I don’t know exactly how old this is, maybe only ten years, this park’s only been around for ten years, so we had nothing up until then suddenly parks were developing all over Scotland.

A lot of people had to fight to get what they wanted, the street skaters like me. Guys that were in the scene were a lot older, they all wanted transition, they all wanted poles, they all wanted ramps, but it was more about what the younger kids wanted because everybody was developing more street skills, and that’s really what all these guys here are doing, that’s what they’re into, a bit of everything, but all those older guys were wanting it a certain way and we were like, “it’s not for us it’s for the younger generation coming through and us”. It was a bit selfish for them to say I want all this and that because they kind of parks were all over anyway, they all ready had a good few.

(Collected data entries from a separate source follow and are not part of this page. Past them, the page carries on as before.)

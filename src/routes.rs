// src/routes.rs

use axum::{
    extract::DefaultBodyLimit,
    middleware as axum_middleware,
    routing::{get, patch, post, put},
    Router,
};
use tower_http::{cors::CorsLayer, trace::TraceLayer};
use utoipa::OpenApi;
use utoipa_swagger_ui::SwaggerUi;

use crate::{config::AppState, docs::ApiDoc, handlers, middleware::auth::auth_guard};

pub const LIMITE_CORPO: usize = 5 * 1024 * 1024;
// Webhook pode trazer mídia em base64.
pub const LIMITE_CORPO_WEBHOOK: usize = 25 * 1024 * 1024;

fn condicao_pagamento_routes() -> Router<AppState> {
    Router::new()
        .route("/", get(handlers::condicao_pagamento::listar))
        .route("/cadastrar", post(handlers::condicao_pagamento::cadastrar))
        .route("/{id}", get(handlers::condicao_pagamento::buscar))
}

/// Monta o router completo. Separado do `main` para os testes usarem o mesmo.
pub fn app(app_state: AppState) -> Router {
    // Rotas de autenticação (públicas) e /me (protegida)
    let auth_routes = Router::new()
        .route("/login", post(handlers::auth::login))
        .route("/first-access", post(handlers::auth::primeiro_acesso))
        .route("/forgot-password", post(handlers::auth::esqueci_senha))
        .route("/reset-password", post(handlers::auth::redefinir_senha))
        .route(
            "/me",
            get(handlers::auth::me).layer(axum_middleware::from_fn_with_state(app_state.clone(), auth_guard)),
        );

    let loja_routes = Router::new()
        .route("/", get(handlers::lojas::listar))
        .route("/cadastrar", post(handlers::lojas::cadastrar))
        .route("/{id}", put(handlers::lojas::atualizar).delete(handlers::lojas::remover));

    let usuario_routes = Router::new()
        .route("/", get(handlers::usuarios::listar))
        .route("/cadastrar", post(handlers::usuarios::cadastrar))
        .route("/{id}", put(handlers::usuarios::atualizar).delete(handlers::usuarios::remover));

    let produto_routes = Router::new()
        .route("/search", get(handlers::produtos::buscar))
        .route("/eans", get(handlers::produtos::listar_eans))
        .route("/cadastrar", post(handlers::produtos::cadastrar))
        .route("/{id}", put(handlers::produtos::atualizar).delete(handlers::produtos::remover));

    let estoque_routes = Router::new()
        .route("/", get(handlers::estoque::listar))
        .route("/atual", get(handlers::estoque::atual))
        .route("/cadastrar", post(handlers::estoque::cadastrar));

    let contagem_routes = Router::new()
        .route("/sync", post(handlers::contagens::sync))
        .route("/pendentes", get(handlers::contagens::pendentes))
        .route("/marcar-sincronizado", post(handlers::contagens::marcar_sincronizado));

    let cliente_routes = Router::new()
        .route("/search", get(handlers::clientes::buscar))
        .route("/cadastrar", post(handlers::clientes::cadastrar));

    let configuracao_routes = Router::new()
        .route("/cadastrar", post(handlers::configuracao::cadastrar))
        .route("/buscar", get(handlers::configuracao::buscar))
        .route("/alterar", put(handlers::configuracao::alterar));

    let pedido_routes = Router::new()
        .route("/enviar", post(handlers::pedidos::enviar))
        .route("/restaurante/cadastrar", post(handlers::pedidos::cadastrar_restaurante))
        .route("/restaurante/liberados", get(handlers::pedidos::liberados))
        .route("/restaurante/status", post(handlers::pedidos::alterar_status));

    let validade_routes = Router::new()
        .route("/cadastrar", post(handlers::validade::cadastrar))
        .route("/proximos", get(handlers::validade::proximos))
        .route("/inativar", patch(handlers::validade::inativar));

    let webhook_routes = Router::new()
        .route("/webhook", post(handlers::mensagens::webhook))
        .route("/webhook/{*evento}", post(handlers::mensagens::webhook_evento))
        .layer(DefaultBodyLimit::max(LIMITE_CORPO_WEBHOOK));

    let mensagem_routes = Router::new()
        .route("/enviar", post(handlers::mensagens::enviar))
        .route("/atendimentos", get(handlers::mensagens::listar_atendimentos))
        .route("/atendimento/{id}", get(handlers::mensagens::mensagens_do_atendimento))
        .route("/atendimento/{id}/iniciar", post(handlers::mensagens::iniciar))
        .route("/atendimento/{id}/finalizar", post(handlers::mensagens::finalizar))
        .route("/contato/{id}", get(handlers::mensagens::mensagens_do_contato))
        .merge(webhook_routes);

    let sync_routes = Router::new().route("/full", get(handlers::sync::full));

    // Combina tudo no router principal
    Router::new()
        .route("/health", get(|| async { "OK" }))
        .route("/eans", get(handlers::produtos::eans))
        .nest("/auth", auth_routes)
        .nest("/lojas", loja_routes)
        .nest("/usuarios", usuario_routes)
        .nest("/produtos", produto_routes)
        .nest("/estoque", estoque_routes)
        .nest("/contagens", contagem_routes)
        .nest("/clientes", cliente_routes)
        .nest("/condicao-pagamento", condicao_pagamento_routes())
        .nest("/condpag", condicao_pagamento_routes())
        .nest("/configuracao", configuracao_routes)
        .nest("/pedidos", pedido_routes)
        .nest("/validade", validade_routes)
        .nest("/mensagens", mensagem_routes)
        .nest("/sync", sync_routes)
        .merge(SwaggerUi::new("/api-docs").url("/api-docs/openapi.json", ApiDoc::openapi()))
        .layer(DefaultBodyLimit::max(LIMITE_CORPO))
        .layer(CorsLayer::permissive())
        .layer(TraceLayer::new_for_http())
        .with_state(app_state)
}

Livingston was the main one near Edinburgh, everybody loves, people come from all over the world, all the pros and different people from Europe, who love that style of bowl and ramp parks. This one was for the modern age, it was a big fight to get it the way we wanted it. It wasn’t perfect, there’s still a lot of things that aren’t right, but we had to try and please people. It wasn’t thought through as perfect as it could have been, but it’s the best we could’ve hoped for.

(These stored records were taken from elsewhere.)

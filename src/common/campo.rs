// src/common/campo.rs

use serde::{Deserialize, Deserializer};

/// Campo opcional de três estados vindo do ERP:
/// ausente (`None`) mantém o valor atual, `null` (`Some(None)`) limpa,
/// valor (`Some(Some(v))`) substitui.
pub type Campo<T> = Option<Option<T>>;

/// Usar com `#[serde(default, deserialize_with = "tri_state")]`.
pub fn tri_state<'de, D, T>(deserializer: D) -> Result<Campo<T>, D::Error>
where
    D: Deserializer<'de>,
    T: Deserialize<'de>,
{
    Option::<T>::deserialize(deserializer).map(Some)
}

/// Valor final do campo dado o valor atual do registro.
pub fn resolver<T: Clone>(campo: &Campo<T>, atual: &Option<T>) -> Option<T> {
    match campo {
        Some(valor) => valor.clone(),
        None => atual.clone(),
    }
}

/// Valor para um registro novo.
pub fn inicial<T: Clone>(campo: &Campo<T>) -> Option<T> {
    campo.clone().flatten()
}

/// `true` quando aplicar o campo muda o valor atual.
pub fn alterado<T: PartialEq>(campo: &Campo<T>, atual: &Option<T>) -> bool {
    matches!(campo, Some(valor) if valor != atual)
}

#[cfg(test)]
mod tests {
    use super::*;

    #[derive(Deserialize)]
    struct Payload {
        #[serde(default, deserialize_with = "tri_state")]
        email: Campo<String>,
    }

    fn parse(json: &str) -> Campo<String> {
        serde_json::from_str::<Payload>(json).unwrap().email
    }

    #[test]
    fn distingue_ausente_nulo_e_valor() {
        assert_eq!(parse("{}"), None);
        assert_eq!(parse(r#"{"email": null}"#), Some(None));
        assert_eq!(parse(r#"{"email": "a@b.com"}"#), Some(Some("a@b.com".to_string())));
    }

    #[test]
    fn resolver_e_alterado() {
        let atual = Some("antigo".to_string());

        assert_eq!(resolver(&None, &atual), atual);
        assert_eq!(resolver(&Some(None), &atual), None);
        assert_eq!(resolver(&Some(Some("novo".to_string())), &atual), Some("novo".to_string()));

        assert!(!alterado(&None, &atual));
        assert!(alterado(&Some(None), &atual));
        assert!(!alterado(&Some(Some("antigo".to_string())), &atual));
        assert!(!alterado::<String>(&Some(None), &None));
    }
}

It’s good though, it’s brought on a lot of the talent, a lot of younger guys, and they all come here it’s a place they come every day, because they can’t get out on the streets and stuff, it used to be that we just skated on the streets, there was nothing we just skated all over, found things in town. Chased by police, chased by gangs, before the days of mobile phones, people just had to meet up on the street, a certain time, a certain spot or outside a certain phonebox, if you didn’t meet the people, that was you, skating yourself until, you bumped into people. Mobiles, phoning people, “where are you” “what we doing”? none of that back then.

I’ve got friends who work in skateboarding in America, people I know who are professionals, they see your stuff on Instagram, follow you, like your pictures and videos it’s good to stay interactive. You can see what they’re doing halfway across the world, it keeps you more connected, but at the same time, you’re never away from it, even though you’re still skating, you’re still using your phone. It’s addictive. It’s my life, I’ve been doing it for 30 years.

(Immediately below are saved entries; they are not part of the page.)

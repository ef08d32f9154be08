// src/db/pedido_repo.rs

use std::collections::HashMap;

use sqlx::{PgConnection, PgPool, Postgres, QueryBuilder};

use crate::{
    common::error::AppError,
    models::{
        pedido::{EnviarPedidoPayload, PedidoCalculado},
        pedido_restaurante::{
            ItemPedidoRestaurante, NovoItemRestaurante, NovoPedidoRestaurante, PedidoRestaurante,
            PedidoRestauranteComItens, STATUS_LIBERADO,
        },
    },
};

#[derive(Clone)]
pub struct PedidoRepository {
    pool: PgPool,
}

impl PedidoRepository {
    pub fn new(pool: PgPool) -> Self {
        Self { pool }
    }

    // ---
    // Pedidos de venda
    // ---

    /// Grava cabeçalho e itens. Devolve o id gerado.
    pub async fn inserir_pedido(
        &self,
        conn: &mut PgConnection,
        payload: &EnviarPedidoPayload,
        calculado: &PedidoCalculado,
    ) -> Result<i32, AppError> {
        let id: i32 = sqlx::query_scalar(
            r#"
            INSERT INTO pedidos (
                cod_loja, cod_usuario, cod_cliente, tipo, cod_cond_pagto, valor_frete,
                nome_transportadora, tipo_frete, total_itens, total_pedido, observacao,
                origem, status, data_hora
            )
            VALUES ($1, $2, $3, $4, $5, $6, $7, $8, $9, $10, $11, $12, $13, $14)
            RETURNING id
            "#,
        )
        .bind(calculado.cod_loja)
        .bind(payload.cod_usuario)
        .bind(payload.cod_cliente)
        .bind(&payload.tipo)
        .bind(payload.cod_cond_pagto)
        .bind(payload.valor_frete)
        .bind(&payload.nome_transportadora)
        .bind(&payload.tipo_frete)
        .bind(calculado.total_itens)
        .bind(calculado.total_pedido)
        .bind(&payload.observacao)
        .bind(&payload.origem)
        .bind(calculado.status)
        .bind(calculado.data_hora)
        .fetch_one(&mut *conn)
        .await?;

        let mut qb: QueryBuilder<Postgres> = QueryBuilder::new(
            r#"INSERT INTO pedido_itens (
                id_pedido, cod_produto, descricao, quantidade, pr_venda, pr_custo,
                subtotal, compl_item, perc_desconto, vl_desconto
            ) "#,
        );
        qb.push_values(&calculado.itens, |mut b, item| {
            b.push_bind(id)
                .push_bind(item.cod_produto)
                .push_bind(item.descricao.clone())
                .push_bind(item.quantidade)
                .push_bind(item.pr_venda)
                .push_bind(item.pr_custo)
                .push_bind(item.subtotal)
                .push_bind(item.compl_item.clone())
                .push_bind(item.perc_desconto)
                .push_bind(item.vl_desconto);
        });
        qb.build().execute(&mut *conn).await?;

        Ok(id)
    }

    // ---
    // Pedidos de restaurante
    // ---

    pub async fn criar_restaurante(
        &self,
        conn: &mut PgConnection,
        pedido: &NovoPedidoRestaurante,
    ) -> Result<i32, AppError> {
        let id: i32 = sqlx::query_scalar(
            r#"
            INSERT INTO pedidos_restaurante (
                cod_loja, cod_usuario, codigo_cartao, data_hora, origem, status, total_itens, total_pedido
            )
            VALUES ($1, $2, $3, $4, $5, $6, $7, $8)
            RETURNING id
            "#,
        )
        .bind(pedido.cod_loja)
        .bind(pedido.cod_usuario)
        .bind(&pedido.codigo_cartao)
        .bind(pedido.data_hora)
        .bind(&pedido.origem)
        .bind(STATUS_LIBERADO)
        .bind(pedido.total_itens)
        .bind(pedido.total_pedido)
        .fetch_one(&mut *conn)
        .await?;

        Self::inserir_itens_restaurante(conn, id, &pedido.itens).await?;
        Ok(id)
    }

    /// Substitui cabeçalho e itens. O status volta para liberado.
    /// Retorna `false` se o pedido não existe.
    pub async fn substituir_restaurante(
        &self,
        conn: &mut PgConnection,
        id: i32,
        pedido: &NovoPedidoRestaurante,
    ) -> Result<bool, AppError> {
        let resultado = sqlx::query(
            r#"
            UPDATE pedidos_restaurante SET
                cod_loja = $2, cod_usuario = $3, codigo_cartao = $4, data_hora = $5,
                origem = $6, status = $7, total_itens = $8, total_pedido = $9,
                updated_at = NOW()
            WHERE id = $1
            "#,
        )
        .bind(id)
        .bind(pedido.cod_loja)
        .bind(pedido.cod_usuario)
        .bind(&pedido.codigo_cartao)
        .bind(pedido.data_hora)
        .bind(&pedido.origem)
        .bind(STATUS_LIBERADO)
        .bind(pedido.total_itens)
        .bind(pedido.total_pedido)
        .execute(&mut *conn)
        .await?;

        if resultado.rows_affected() == 0 {
            return Ok(false);
        }

        sqlx::query("DELETE FROM pedido_restaurante_itens WHERE pedido_id = $1")
            .bind(id)
            .execute(&mut *conn)
            .await?;
        Self::inserir_itens_restaurante(conn, id, &pedido.itens).await?;
        Ok(true)
    }

    async fn inserir_itens_restaurante(
        conn: &mut PgConnection,
        pedido_id: i32,
        itens: &[NovoItemRestaurante],
    ) -> Result<(), AppError> {
        if itens.is_empty() {
            return Ok(());
        }
        let mut qb: QueryBuilder<Postgres> = QueryBuilder::new(
            "INSERT INTO pedido_restaurante_itens (pedido_id, cod_produto, descricao, quantidade, pr_venda, pr_custo, subtotal) ",
        );
        qb.push_values(itens, |mut b, item| {
            b.push_bind(pedido_id)
                .push_bind(item.cod_produto)
                .push_bind(item.descricao.clone())
                .push_bind(item.quantidade)
                .push_bind(item.pr_venda)
                .push_bind(item.pr_custo)
                .push_bind(item.subtotal);
        });
        qb.build().execute(&mut *conn).await?;
        Ok(())
    }

    /// Pedidos liberados da loja com seus itens, mais antigos primeiro.
    pub async fn listar_liberados(&self, cod_loja: i32) -> Result<Vec<PedidoRestauranteComItens>, AppError> {
        let pedidos = sqlx::query_as::<_, PedidoRestaurante>(
            "SELECT * FROM pedidos_restaurante WHERE cod_loja = $1 AND status = $2 ORDER BY data_hora, id",
        )
        .bind(cod_loja)
        .bind(STATUS_LIBERADO)
        .fetch_all(&self.pool)
        .await?;

        let ids: Vec<i32> = pedidos.iter().map(|p| p.id).collect();
        let itens = sqlx::query_as::<_, ItemPedidoRestaurante>(
            "SELECT * FROM pedido_restaurante_itens WHERE pedido_id = ANY($1) ORDER BY id",
        )
        .bind(&ids)
        .fetch_all(&self.pool)
        .await?;

        let mut por_pedido: HashMap<i32, Vec<ItemPedidoRestaurante>> = HashMap::new();
        for item in itens {
            por_pedido.entry(item.pedido_id).or_default().push(item);
        }

        Ok(pedidos
            .into_iter()
            .map(|pedido| {
                let itens = por_pedido.remove(&pedido.id).unwrap_or_default();
                PedidoRestauranteComItens { pedido, itens }
            })
            .collect())
    }

    pub async fn alterar_status_restaurante(
        &self,
        id: i32,
        status: i32,
    ) -> Result<Option<PedidoRestaurante>, AppError> {
        let pedido = sqlx::query_as::<_, PedidoRestaurante>(
            "UPDATE pedidos_restaurante SET status = $2, updated_at = NOW() WHERE id = $1 RETURNING *",
        )
        .bind(id)
        .bind(status)
        .fetch_optional(&self.pool)
        .await?;
        Ok(pedido)
    }
}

It was Back to the Future, Marty McFly from Back to the Future (BTTF) in 1985 that got me into it. I had a mate down the street from me who had a wee rubber banana board from the 70’s, the tiny skinny things, he just sort of messed about on that, I tried to go down hills on my bum, I never really took it seriously, but then Back to the Future come out and everybody had the big boards, and everybody was like wow, look at the these big boards from the 80’s, let’s get into this. Me and my mate started kicking about Blantyre where I stayed, met some older guys who showed me the first Smasher magazine, and I got into the proper skate culture, got a couple of videos from one of my mates, which we used to copy off each other using VCR’s. Watching tapes, reading magazines. That’s how we all got inspired.

There was no step by step instructions on You Tube, or how to do tricks, you had to learn yourself. I’ve got the scars to prove it, snapped my arm before my boy was born, funny thing was it was from a flatground trick I always do, we used to go up the cash and carry years ago, where I met my wife, we used to skate out there at night, cos it was undercover. It was dead icy, near Christmas time so it was a really cold night, and I was doing everything perfect, turned round to do my last trick before home, and slid out on the ground and my arm went the wrong way, snapped completely. Rushed me into hospital, operated on me the next day. That’s the worst I’ve had in all that time.

I snapped my ankle when I was a wee guy first starting at 12/13. You’ve got to remember we used to build the ramps out of wood, jump ramps just to try and get air. People would just get wood and make things themselves, I suppose people were a lot more pro active that way.